-- Opening Marker --

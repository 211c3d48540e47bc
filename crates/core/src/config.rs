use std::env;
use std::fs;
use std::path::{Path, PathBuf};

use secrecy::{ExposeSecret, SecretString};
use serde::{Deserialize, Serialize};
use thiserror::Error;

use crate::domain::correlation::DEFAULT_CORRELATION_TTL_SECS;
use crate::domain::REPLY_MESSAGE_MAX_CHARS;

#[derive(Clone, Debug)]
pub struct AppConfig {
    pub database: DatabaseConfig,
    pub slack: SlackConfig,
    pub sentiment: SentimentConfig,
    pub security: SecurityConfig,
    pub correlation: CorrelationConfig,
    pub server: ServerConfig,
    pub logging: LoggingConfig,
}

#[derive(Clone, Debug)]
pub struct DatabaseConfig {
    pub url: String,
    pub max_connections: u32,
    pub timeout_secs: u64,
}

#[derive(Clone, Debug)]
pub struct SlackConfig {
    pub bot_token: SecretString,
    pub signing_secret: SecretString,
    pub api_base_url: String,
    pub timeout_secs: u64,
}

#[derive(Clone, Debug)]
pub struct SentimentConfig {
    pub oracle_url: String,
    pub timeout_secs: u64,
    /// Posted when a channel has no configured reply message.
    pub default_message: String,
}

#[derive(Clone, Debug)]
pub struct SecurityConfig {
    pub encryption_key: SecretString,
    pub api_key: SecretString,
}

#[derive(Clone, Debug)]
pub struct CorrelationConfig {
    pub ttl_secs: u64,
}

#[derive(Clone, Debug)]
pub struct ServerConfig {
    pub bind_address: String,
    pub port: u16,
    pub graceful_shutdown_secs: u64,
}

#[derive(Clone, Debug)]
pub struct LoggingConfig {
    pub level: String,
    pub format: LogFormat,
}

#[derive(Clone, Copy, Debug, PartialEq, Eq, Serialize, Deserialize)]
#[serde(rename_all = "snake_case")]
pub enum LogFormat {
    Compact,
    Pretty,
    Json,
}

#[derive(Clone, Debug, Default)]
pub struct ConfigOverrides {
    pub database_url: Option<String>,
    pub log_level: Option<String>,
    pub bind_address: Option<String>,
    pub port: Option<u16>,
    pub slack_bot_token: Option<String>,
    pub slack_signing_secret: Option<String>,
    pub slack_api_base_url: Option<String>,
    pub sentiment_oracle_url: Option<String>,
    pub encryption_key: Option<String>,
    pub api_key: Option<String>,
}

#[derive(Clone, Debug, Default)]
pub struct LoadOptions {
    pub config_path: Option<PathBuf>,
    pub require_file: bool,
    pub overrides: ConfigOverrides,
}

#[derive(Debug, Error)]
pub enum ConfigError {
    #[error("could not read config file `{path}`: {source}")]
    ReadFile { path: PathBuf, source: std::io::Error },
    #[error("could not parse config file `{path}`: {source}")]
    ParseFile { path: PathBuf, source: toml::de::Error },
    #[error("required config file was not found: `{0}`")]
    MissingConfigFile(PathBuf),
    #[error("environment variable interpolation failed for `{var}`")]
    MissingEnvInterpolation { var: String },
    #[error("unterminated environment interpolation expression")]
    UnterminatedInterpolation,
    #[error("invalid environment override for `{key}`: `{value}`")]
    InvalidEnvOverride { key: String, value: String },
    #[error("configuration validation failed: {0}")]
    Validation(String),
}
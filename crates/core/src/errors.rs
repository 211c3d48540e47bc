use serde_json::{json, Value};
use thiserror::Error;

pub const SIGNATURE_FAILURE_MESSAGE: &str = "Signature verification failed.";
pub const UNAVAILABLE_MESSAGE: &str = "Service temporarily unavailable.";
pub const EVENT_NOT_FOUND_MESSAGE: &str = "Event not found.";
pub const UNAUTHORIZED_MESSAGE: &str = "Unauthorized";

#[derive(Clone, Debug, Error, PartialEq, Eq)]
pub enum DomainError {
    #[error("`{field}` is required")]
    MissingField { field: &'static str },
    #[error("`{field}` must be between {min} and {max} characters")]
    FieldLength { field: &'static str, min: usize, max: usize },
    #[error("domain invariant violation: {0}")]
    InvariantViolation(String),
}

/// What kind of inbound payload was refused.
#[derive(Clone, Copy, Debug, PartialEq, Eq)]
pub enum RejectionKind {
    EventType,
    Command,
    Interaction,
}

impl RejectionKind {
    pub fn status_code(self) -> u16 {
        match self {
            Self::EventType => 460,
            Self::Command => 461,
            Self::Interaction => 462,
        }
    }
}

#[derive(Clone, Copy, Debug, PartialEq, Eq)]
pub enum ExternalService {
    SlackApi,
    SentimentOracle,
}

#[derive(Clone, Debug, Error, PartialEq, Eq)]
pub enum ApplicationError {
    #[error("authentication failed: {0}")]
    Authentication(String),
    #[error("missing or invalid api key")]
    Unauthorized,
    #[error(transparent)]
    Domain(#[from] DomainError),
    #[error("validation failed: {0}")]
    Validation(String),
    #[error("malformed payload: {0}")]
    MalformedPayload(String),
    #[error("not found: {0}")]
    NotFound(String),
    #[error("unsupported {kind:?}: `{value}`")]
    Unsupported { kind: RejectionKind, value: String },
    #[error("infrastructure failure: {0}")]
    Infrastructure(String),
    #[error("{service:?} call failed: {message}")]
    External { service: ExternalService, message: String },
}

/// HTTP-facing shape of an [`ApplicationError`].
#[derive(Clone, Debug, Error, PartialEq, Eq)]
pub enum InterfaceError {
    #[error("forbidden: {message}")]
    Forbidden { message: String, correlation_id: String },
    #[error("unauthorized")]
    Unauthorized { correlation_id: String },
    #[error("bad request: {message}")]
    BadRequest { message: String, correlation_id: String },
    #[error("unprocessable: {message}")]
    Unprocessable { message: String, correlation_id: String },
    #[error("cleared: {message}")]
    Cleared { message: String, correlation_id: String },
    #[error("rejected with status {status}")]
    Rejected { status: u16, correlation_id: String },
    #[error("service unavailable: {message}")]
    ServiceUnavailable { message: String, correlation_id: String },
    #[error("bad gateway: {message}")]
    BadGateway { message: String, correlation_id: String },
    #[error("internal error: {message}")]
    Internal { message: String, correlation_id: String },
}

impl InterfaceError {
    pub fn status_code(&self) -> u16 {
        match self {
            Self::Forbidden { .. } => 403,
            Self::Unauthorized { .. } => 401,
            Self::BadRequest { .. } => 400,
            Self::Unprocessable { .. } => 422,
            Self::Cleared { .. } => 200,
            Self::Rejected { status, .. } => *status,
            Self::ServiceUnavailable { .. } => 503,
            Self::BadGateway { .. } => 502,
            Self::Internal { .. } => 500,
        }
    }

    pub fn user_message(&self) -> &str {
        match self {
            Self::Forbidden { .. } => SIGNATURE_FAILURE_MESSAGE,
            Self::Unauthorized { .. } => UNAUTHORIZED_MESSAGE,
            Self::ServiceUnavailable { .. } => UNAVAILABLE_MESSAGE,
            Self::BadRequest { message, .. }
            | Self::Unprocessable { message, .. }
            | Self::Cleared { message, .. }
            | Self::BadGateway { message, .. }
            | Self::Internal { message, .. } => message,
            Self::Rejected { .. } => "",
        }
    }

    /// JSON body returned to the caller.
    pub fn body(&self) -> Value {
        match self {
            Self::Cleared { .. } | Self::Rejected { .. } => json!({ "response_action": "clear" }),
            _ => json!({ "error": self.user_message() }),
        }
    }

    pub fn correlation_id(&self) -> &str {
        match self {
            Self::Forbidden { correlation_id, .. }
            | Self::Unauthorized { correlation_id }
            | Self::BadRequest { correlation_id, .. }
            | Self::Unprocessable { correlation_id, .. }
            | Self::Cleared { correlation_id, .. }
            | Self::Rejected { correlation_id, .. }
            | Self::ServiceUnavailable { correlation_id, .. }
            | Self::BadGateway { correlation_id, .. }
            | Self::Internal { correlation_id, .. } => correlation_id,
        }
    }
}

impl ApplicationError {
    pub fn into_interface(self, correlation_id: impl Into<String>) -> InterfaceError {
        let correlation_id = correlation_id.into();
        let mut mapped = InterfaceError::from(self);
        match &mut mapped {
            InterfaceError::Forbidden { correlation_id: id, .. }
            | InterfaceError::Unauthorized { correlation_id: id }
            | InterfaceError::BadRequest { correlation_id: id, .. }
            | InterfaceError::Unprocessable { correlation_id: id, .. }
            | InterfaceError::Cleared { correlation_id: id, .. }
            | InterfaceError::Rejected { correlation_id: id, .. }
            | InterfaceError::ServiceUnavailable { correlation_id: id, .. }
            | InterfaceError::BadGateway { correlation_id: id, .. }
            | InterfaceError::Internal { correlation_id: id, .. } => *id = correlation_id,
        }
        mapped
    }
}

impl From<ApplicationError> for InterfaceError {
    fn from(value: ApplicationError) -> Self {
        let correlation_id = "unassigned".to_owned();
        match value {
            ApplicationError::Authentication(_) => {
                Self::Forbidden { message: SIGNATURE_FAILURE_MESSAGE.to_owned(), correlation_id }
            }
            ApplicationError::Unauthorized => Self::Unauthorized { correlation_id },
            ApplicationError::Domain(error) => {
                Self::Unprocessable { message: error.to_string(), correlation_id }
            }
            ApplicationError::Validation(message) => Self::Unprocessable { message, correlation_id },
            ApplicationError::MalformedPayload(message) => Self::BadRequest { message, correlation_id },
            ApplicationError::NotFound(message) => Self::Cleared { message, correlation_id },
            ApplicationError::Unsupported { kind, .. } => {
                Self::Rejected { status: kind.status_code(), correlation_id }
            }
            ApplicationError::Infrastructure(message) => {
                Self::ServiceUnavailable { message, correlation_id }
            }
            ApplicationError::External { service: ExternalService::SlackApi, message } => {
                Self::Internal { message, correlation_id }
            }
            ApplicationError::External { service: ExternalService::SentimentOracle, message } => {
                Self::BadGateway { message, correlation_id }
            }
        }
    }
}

-- Closing Marker --

■ TASK REQUIREMENTS
Each line between the start of the listing above and the line containing "pub enum LogFormat", with both ends counted, is to be set down unchanged.

■ RESPONSE FOR THIS EXERCISE
repository 211c3d48540e47bc
filename crates/core/src/config.rs
use std::env;
use std::fs;
use std::path::{Path, PathBuf};

use secrecy::{ExposeSecret, SecretString};
use serde::{Deserialize, Serialize};
use thiserror::Error;

use crate::domain::correlation::DEFAULT_CORRELATION_TTL_SECS;
use crate::domain::REPLY_MESSAGE_MAX_CHARS;

#[derive(Clone, Debug)]
pub struct AppConfig {
    pub database: DatabaseConfig,
    pub slack: SlackConfig,
    pub sentiment: SentimentConfig,
    pub security: SecurityConfig,
    pub correlation: CorrelationConfig,
    pub server: ServerConfig,
    pub logging: LoggingConfig,
}

#[derive(Clone, Debug)]
pub struct DatabaseConfig {
    pub url: String,
    pub max_connections: u32,
    pub timeout_secs: u64,
}

#[derive(Clone, Debug)]
pub struct SlackConfig {
    pub bot_token: SecretString,
    pub signing_secret: SecretString,
    pub api_base_url: String,
    pub timeout_secs: u64,
}

#[derive(Clone, Debug)]
pub struct SentimentConfig {
    pub oracle_url: String,
    pub timeout_secs: u64,
    /// Posted when a channel has no configured reply message.
    pub default_message: String,
}

#[derive(Clone, Debug)]
pub struct SecurityConfig {
    pub encryption_key: SecretString,
    pub api_key: SecretString,
}

#[derive(Clone, Debug)]
pub struct CorrelationConfig {
    pub ttl_secs: u64,
}

#[derive(Clone, Debug)]
pub struct ServerConfig {
    pub bind_address: String,
    pub port: u16,
    pub graceful_shutdown_secs: u64,
}

#[derive(Clone, Debug)]
pub struct LoggingConfig {
    pub level: String,
    pub format: LogFormat,
}

#[derive(Clone, Copy, Debug, PartialEq, Eq, Serialize, Deserialize)]
#[serde(rename_all = "snake_case")]
pub enum LogFormat {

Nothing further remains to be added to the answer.